Anneliese Peterson | Apr 26, 2018
Individuals with Parkinson’s disease often have difficulty accessing appropriate, comfortable care. Most Parkinson’s patients in the Midwest receive care from the few specialized clinics around the Twin Cities. Unfortunately, not all these providers have access to the most effective therapies or current practices.
Because Parkinson’s affects each individual differently, the course of the disease varies from one person to the next and symptoms come and go erratically, specialized and tailored treatment is a must. Without a thorough understanding of Parkinson’s disease, staff may associate symptom inconsistencies with being stubborn, and therefore not be able to provide suitable care.
At Walker Methodist, we strive to provide superior care to all older adults, regardless of health and needs. It is with this spirit that we share our excitement that seven of our communities – Highview Hills in Lakeville, Care Suites in Edina, the Health Center in Minneapolis, Levande in Cambridge, Westwood Ridge in West St. Paul, Place in Minneapolis, and Plaza in Anoka have been chosen by the Struthers Parkinson’s Center to join their Care Network. This partnership supports our mission of Life, and all the living that goes with it. We are encouraged by the commitment that Struthers has for their patients and to the training and dedication shown to the Champions of the program.

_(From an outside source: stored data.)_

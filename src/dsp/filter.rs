//! Biquad IIR sections: Butterworth-characteristic low/high-pass for the
//! bandpass cascade and shelving filters with a slope parameter for the
//! equalizer. All derivations are pure functions of (corner, sample rate,
//! gain, slope) and are re-run in full whenever configuration changes.

use std::f32::consts::{PI, SQRT_2};

use super::flush_denormal;

/// Shelf Q term under the square root. Large gains combined with steep
/// slopes drive it negative, which would turn every coefficient NaN;
/// floor it so alpha stays real and the poles stay strictly inside the
/// unit circle.
#[inline]
fn shelf_radicand(a: f32, slope: f32) -> f32 {
    ((a + 1.0 / a) * (1.0 / slope - 1.0) + 2.0).max(1e-3)
}

/// Second-order section, transposed direct form II.
#[derive(Debug, Clone)]
pub struct Biquad {
    b0: f32,
    b1: f32,
    b2: f32,
    a1: f32,
    a2: f32,
    z1: f32,
    z2: f32,
}

impl Biquad {
    /// Unity pass-through; placeholder for not-yet-derived cascade slots.
    pub fn identity() -> Self {
        Self {
            b0: 1.0,
            b1: 0.0,
            b2: 0.0,
            a1: 0.0,
            a2: 0.0,
            z1: 0.0,
            z2: 0.0,
        }
    }

    /// 12 dB/octave Butterworth low-pass.
    pub fn lowpass(fc: f32, fs: f32) -> Self {
        let k = (PI * fc / fs).tan();
        let k2 = k * k;
        let norm = 1.0 / (1.0 + SQRT_2 * k + k2);

        let b0 = k2 * norm;
        Self {
            b0,
            b1: 2.0 * b0,
            b2: b0,
            a1: 2.0 * (k2 - 1.0) * norm,
            a2: (1.0 - SQRT_2 * k + k2) * norm,
            z1: 0.0,
            z2: 0.0,
        }
    }

    /// 12 dB/octave Butterworth high-pass.
    pub fn highpass(fc: f32, fs: f32) -> Self {
        let k = (PI * fc / fs).tan();
        let k2 = k * k;
        let norm = 1.0 / (1.0 + SQRT_2 * k + k2);

        let b0 = norm;
        Self {
            b0,
            b1: -2.0 * b0,
            b2: b0,
            a1: 2.0 * (k2 - 1.0) * norm,
            a2: (1.0 - SQRT_2 * k + k2) * norm,
            z1: 0.0,
            z2: 0.0,
        }
    }

    /// Low shelf; `slope` controls knee steepness (1.0 = standard 12 dB/oct).
    pub fn low_shelf(fc: f32, fs: f32, gain_db: f32, slope: f32) -> Self {
        let a = 10.0_f32.powf(gain_db / 40.0);
        let w0 = 2.0 * PI * fc / fs;
        let cw = w0.cos();
        let sw = w0.sin();
        let alpha = sw * 0.5 * shelf_radicand(a, slope).sqrt();
        let sq = a.sqrt();

        let b0 = a * ((a + 1.0) - (a - 1.0) * cw + 2.0 * sq * alpha);
        let b1 = 2.0 * a * ((a - 1.0) - (a + 1.0) * cw);
        let b2 = a * ((a + 1.0) - (a - 1.0) * cw - 2.0 * sq * alpha);
        let a0 = (a + 1.0) + (a - 1.0) * cw + 2.0 * sq * alpha;
        let a1 = -2.0 * ((a - 1.0) + (a + 1.0) * cw);
        let a2 = (a + 1.0) + (a - 1.0) * cw - 2.0 * sq * alpha;

        Self {
            b0: b0 / a0,
            b1: b1 / a0,
            b2: b2 / a0,
            a1: a1 / a0,
            a2: a2 / a0,
            z1: 0.0,
            z2: 0.0,
        }
    }

    /// High shelf, same slope semantics as `low_shelf`.
    pub fn high_shelf(fc: f32, fs: f32, gain_db: f32, slope: f32) -> Self {
        let a = 10.0_f32.powf(gain_db / 40.0);
        let w0 = 2.0 * PI * fc / fs;
        let cw = w0.cos();
        let sw = w0.sin();
        let alpha = sw * 0.5 * shelf_radicand(a, slope).sqrt();
        let sq = a.sqrt();

        let b0 = a * ((a + 1.0) + (a - 1.0) * cw + 2.0 * sq * alpha);
        let b1 = -2.0 * a * ((a - 1.0) + (a + 1.0) * cw);
        let b2 = a * ((a + 1.0) + (a - 1.0) * cw - 2.0 * sq * alpha);
        let a0 = (a + 1.0) - (a - 1.0) * cw + 2.0 * sq * alpha;
        let a1 = 2.0 * ((a - 1.0) - (a + 1.0) * cw);
        let a2 = (a + 1.0) - (a - 1.0) * cw - 2.0 * sq * alpha;

        Self {
            b0: b0 / a0,
            b1: b1 / a0,
            b2: b2 / a0,
            a1: a1 / a0,
            a2: a2 / a0,
            z1: 0.0,
            z2: 0.0,
        }
    }

    #[inline]
    pub fn process(&mut self, x: f32) -> f32 {
        let y = self.b0 * x + self.z1;
        self.z1 = flush_denormal(self.b1 * x - self.a1 * y + self.z2);
        self.z2 = flush_denormal(self.b2 * x - self.a2 * y);
        y
    }

    /// Zero the delay cells; coefficients are untouched.
    pub fn reset(&mut self) {
        self.z1 = 0.0;
        self.z2 = 0.0;
    }

    /// Both poles strictly inside the unit circle.
    pub fn is_stable(&self) -> bool {
        self.a2.abs() < 1.0 && self.a1.abs() < 1.0 + self.a2
    }
}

Since 1978, the Struthers Parkinson’s Center has been recognized as a leader in not only Parkinson’s care, but Parkinson’s education and support as well. Struthers is a National Parkinson Foundation Center of Excellence located at Park Nicollet Hospital and is accredited by the Joint Commission on Accreditation of Healthcare Organizations and the Commission on Accreditation of Rehabilitation Facilities.
In 2006, the Struthers Parkinson’s Center gathered and presented research at the World Parkinson Congress gathering, which detailed the results of a professional health survey conducted within the center’s five-state service area. The data showed that nearly 60% of health professionals had no Parkinson’s-specific training within five years of the survey and did not regularly work with individuals who had Parkinson’s. In that study, 66% of participants responded they felt they did not have sufficient Parkinson’s educational resources and the average confidence rate for working with Parkinson’s individuals was 56 out of 100. Without the proper tools and training, not only did individuals have difficulty finding proper care, but providers were hesitant to welcome such individuals.

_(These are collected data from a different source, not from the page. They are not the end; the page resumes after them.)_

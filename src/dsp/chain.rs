//! The per-sample shaping chain: shelving EQ → compressor with hard limit
//! → Butterworth bandpass cascade, each stage gated by its enable flag.
//!
//! Cascade storage is a fixed-size array indexed by the sanitized stage
//! count, keeping per-sample cost and memory deterministic.

use crate::config::{AudioConfig, MAX_BP_STAGES};
use crate::dsp::{Biquad, Compressor};

#[derive(Debug)]
pub struct ShapingChain {
    fs: f32,
    cfg: AudioConfig,
    eq_low: Biquad,
    eq_high: Biquad,
    comp: Compressor,
    bp_hp: [Biquad; MAX_BP_STAGES],
    bp_lp: [Biquad; MAX_BP_STAGES],
}

impl ShapingChain {
    pub fn new(cfg: AudioConfig, fs: f32) -> Self {
        let mut chain = Self {
            fs,
            cfg: AudioConfig::default(),
            eq_low: Biquad::identity(),
            eq_high: Biquad::identity(),
            comp: Compressor::from_config(&AudioConfig::default(), fs),
            bp_hp: std::array::from_fn(|_| Biquad::identity()),
            bp_lp: std::array::from_fn(|_| Biquad::identity()),
        };
        chain.apply_config(cfg);
        chain
    }

    /// Sanitize a replacement configuration and re-derive every dependent
    /// filter and compressor coefficient. Filter histories restart at zero.
    pub fn apply_config(&mut self, mut cfg: AudioConfig) {
        cfg.sanitize(self.fs);

        for stage in 0..MAX_BP_STAGES {
            self.bp_hp[stage] = Biquad::highpass(cfg.bp_lo_hz, self.fs);
            self.bp_lp[stage] = Biquad::lowpass(cfg.bp_hi_hz, self.fs);
        }
        self.eq_low = Biquad::low_shelf(cfg.eq_low_hz, self.fs, cfg.eq_low_db, cfg.eq_slope);
        self.eq_high = Biquad::high_shelf(cfg.eq_high_hz, self.fs, cfg.eq_high_db, cfg.eq_slope);
        self.comp = Compressor::from_config(&cfg, self.fs);

        self.cfg = cfg;
    }

    /// The sanitized configuration currently in effect.
    pub fn config(&self) -> &AudioConfig {
        &self.cfg
    }

    #[inline]
    pub fn process(&mut self, mut x: f32) -> f32 {
        if self.cfg.enable_eq {
            x = self.eq_low.process(x);
            x = self.eq_high.process(x);
        }

        if self.cfg.enable_comp {
            x = self.comp.process(x);
            x = x.clamp(-self.cfg.comp_out_limit, self.cfg.comp_out_limit);
        }

        if self.cfg.enable_bandpass {
            for stage in 0..self.cfg.bp_stages {
                x = self.bp_hp[stage].process(x);
            }
            for stage in 0..self.cfg.bp_stages {
                x = self.bp_lp[stage].process(x);
            }
        }

        x
    }

    /// Zero all filter histories and the compressor envelope (silence
    /// re-sync). Coefficients are untouched.
    pub fn reset_states(&mut self) {
        self.eq_low.reset();
        self.eq_high.reset();
        self.comp.reset();
        for stage in 0..MAX_BP_STAGES {
            self.bp_hp[stage].reset();
            self.bp_lp[stage].reset();
        }
    }

    /// Every derived section has its poles inside the unit circle.
    pub fn is_stable(&self) -> bool {
        self.eq_low.is_stable()
            && self.eq_high.is_stable()
            && self.bp_hp.iter().all(Biquad::is_stable)
            && self.bp_lp.iter().all(Biquad::is_stable)
    }
}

In response to the growing need for expert Parkinson’s care for individuals, the Struthers Parkinson’s Center initiated the development of the Care Network in 2012. The Struthers Parkinson’s Care Network helps to bring expertise of Parkinson’s to independent living, assisted living, and long-term care communities. This unique partnership allows facilities to gather additional insight into the complexities of Parkinson’s through training and education.
After applications were completed, Walker Methodist was accepted to join the program. Key leaders from Walker Methodist senior communities attend a 3-day training conducted by the Struthers Parkinson’s Center. As trained experts, these individuals have been conducting training sessions for all Walker Methodist Staff to thoroughly implement the Parkinson’s program.
Walker Methodist staff and caregivers are better trained to not only recognize, but understand the complexities and varieties of Parkinson’s disease. This specialized care leads to improved communication and an enhanced living experience for those who have Parkinson’s.
Not only are care staff members better prepared to assist those with Parkinson’s, they also are able to provide education, resources, and support to the individuals and their families as well. The Struthers Parkinson’s Center is very pleased to be able to continue the relationship in accordance with long term care goals and plans.
In Minnesota the population of adults over the age of 65 is one of the fastest growing groups. By the end of 2030, this group is projected to grow from 12% to 24% of the state’s population, which means it will increase from roughly 600,000 individuals to 1.2 million. By 2050, adults over the age of 85 are estimated to triple. We’re doing our best to take proactive measures to be able to truly care for all older adults, including those with Parkinson’s disease.